That’s how Tim Groves put it to me when we sat down to discuss the opening of his newest Doctors Express clinic in Greenville, South Carolina. The idea behind Doctors Express is simple: an urgent care business without the hospital or the long emergency room waits. What makes the idea novel, though, is that each Doctors Express is placed in a retail setting; essentially a storefront like a Starbucks or a Baskin Robbins. But instead of selling treats, they sell treatment. “Everyone needs a doctor at some point,” Tim explained, “so why not design a clinic that fits their needs and lifestyle. Everyone wants everything quick, convenient, inexpensive these days, so we put Doctors Express clinics where you’re going to be doing different kinds of errands anyway.”
Besides the obvious benefits of ease and convenience, what makes this concept work so well is that it allows the doctors to focus on the medicine and the franchise owners to focus on the business. No one wants their doctor worrying about whether he bought enough printer toner to make it through the week. And guess what: Doctors don’t want to think about it either!

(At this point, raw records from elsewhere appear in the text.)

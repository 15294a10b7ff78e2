// Copyright 2022 houseme
//
// Licensed under the Apache License, Version 2.0 <LICENSE-APACHE or
// http://www.apache.org/licenses/LICENSE-2.0> or the MIT license
// <LICENSE-MIT or http://opensource.org/licenses/MIT>, at your
// option. This file may not be copied, modified, or distributed
// except according to those terms.

use criterion::{Criterion, criterion_group, criterion_main};
use snowflake_drift::Snowflake;
use std::hint::black_box;

fn bench_new(c: &mut Criterion) {
    c.bench_function("bench_new", |b| {
        b.iter(Snowflake::new);
    });
}

fn bench_next_id(c: &mut Criterion) {
    let sf = Snowflake::new().expect("Could not create Snowflake");
    c.bench_function("bench_next_id", |b| {
        b.iter(|| sf.next_id());
    });
}

fn bench_next_ids(c: &mut Criterion) {
    let sf = Snowflake::new().expect("Could not create Snowflake");
    c.bench_function("bench_next_ids_100", |b| {
        b.iter(|| sf.next_ids(black_box(100)));
    });
}

fn bench_parse_id(c: &mut Criterion) {
    let sf = Snowflake::new().expect("Could not create Snowflake");
    let id = sf.next_id().expect("Could not generate id");
    c.bench_function("bench_parse_id", |b| {
        b.iter(|| sf.parse_id(black_box(id)));
    });
}

criterion_group!(
    snowflake_perf,
    bench_new,
    bench_next_id,
    bench_next_ids,
    bench_parse_id
);
criterion_main!(snowflake_perf);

“A lot of them coming out of school, or even established doctors, have a hard time seeing patients and trying to manage a business on top of it,” Tim told me. “This way our doctors see patients all day and I take care of the investment of actually building out the office.”
“So does this make the doctor your employee then?” I asked. I’ve met a lot of doctors in my day and I didn’t think many would ever consider themselves employees.
“Yes and no,” Tim said. “In my case our lead physician is also my partner. It’s like a joint venture. But we have three other doctors that work just on an hourly basis. A lot of doctors do this actually.”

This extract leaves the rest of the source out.